Retype all of the entries precisely.
** Opening EXTRACTED ENTRIES block **
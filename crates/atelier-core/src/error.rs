//! Error types for Atelier

use crate::EntityId;
use thiserror::Error;

/// The main error type for Atelier operations
///
/// Nothing here is fatal: interaction variants describe a refused command and
/// leave every state container untouched.
#[derive(Debug, Error)]
pub enum AtelierError {
    #[error("Entity not found: {0}")]
    EntityNotFound(EntityId),

    #[error("Scene node for {0} is not yet pickable")]
    NodeNotReady(EntityId),

    #[error("A drag session is already open on {0}")]
    DragInProgress(EntityId),

    #[error("No drag session is open")]
    NoDragSession,

    #[error("Pointer ray misses the drag plane of {0}")]
    DragPlaneMissed(EntityId),

    #[error("Gizmo is not attached to a selection")]
    GizmoDetached,

    #[error("Node {0} is owned by the entity store, not a drag session")]
    NotDragOwned(EntityId),

    #[error("Invalid color: {0}")]
    InvalidColor(String),

    #[error("Invalid enum value: {value} is not one of {allowed:?}")]
    InvalidEnumValue {
        value: String,
        allowed: Vec<String>,
    },

    #[error("Config error: {0}")]
    ConfigError(String),

    #[error("Script error: {0}")]
    ScriptError(String),

    #[error("IO error: {0}")]
    IoError(#[from] std::io::Error),

    #[error("TOML parse error: {0}")]
    TomlParseError(String),

    #[error("TOML serialization error: {0}")]
    TomlSerError(String),
}

/// Result type alias for Atelier operations
pub type Result<T> = std::result::Result<T, AtelierError>;

impl From<toml::de::Error> for AtelierError {
    fn from(err: toml::de::Error) -> Self {
        AtelierError::TomlParseError(err.to_string())
    }
}

impl From<toml::ser::Error> for AtelierError {
    fn from(err: toml::ser::Error) -> Self {
        AtelierError::TomlSerError(err.to_string())
    }
}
** Closing EXTRACTED ENTRIES block **
SOLUTION TO THE PROBLEM:
filename crates/atelier-core/src/error.rs
//! Error types for Atelier

use crate::EntityId;
use thiserror::Error;

/// The main error type for Atelier operations
///
/// Nothing here is fatal: interaction variants describe a refused command and
/// leave every state container untouched.
#[derive(Debug, Error)]
pub enum AtelierError {
    #[error("Entity not found: {0}")]
    EntityNotFound(EntityId),

    #[error("Scene node for {0} is not yet pickable")]
    NodeNotReady(EntityId),

    #[error("A drag session is already open on {0}")]
    DragInProgress(EntityId),

    #[error("No drag session is open")]
    NoDragSession,

    #[error("Pointer ray misses the drag plane of {0}")]
    DragPlaneMissed(EntityId),

    #[error("Gizmo is not attached to a selection")]
    GizmoDetached,

    #[error("Node {0} is owned by the entity store, not a drag session")]
    NotDragOwned(EntityId),

    #[error("Invalid color: {0}")]
    InvalidColor(String),

    #[error("Invalid enum value: {value} is not one of {allowed:?}")]
    InvalidEnumValue {
        value: String,
        allowed: Vec<String>,
    },

    #[error("Config error: {0}")]
    ConfigError(String),

    #[error("Script error: {0}")]
    ScriptError(String),

    #[error("IO error: {0}")]
    IoError(#[from] std::io::Error),

    #[error("TOML parse error: {0}")]
    TomlParseError(String),

    #[error("TOML serialization error: {0}")]
    TomlSerError(String),
}

/// Result type alias for Atelier operations
pub type Result<T> = std::result::Result<T, AtelierError>;

impl From<toml::de::Error> for AtelierError {
    fn from(err: toml::de::Error) -> Self {
        AtelierError::TomlParseError(err.to_string())
    }
}

impl From<toml::ser::Error> for AtelierError {
    fn from(err: toml::ser::Error) -> Self {
        AtelierError::TomlSerError(err.to_string())
    }
}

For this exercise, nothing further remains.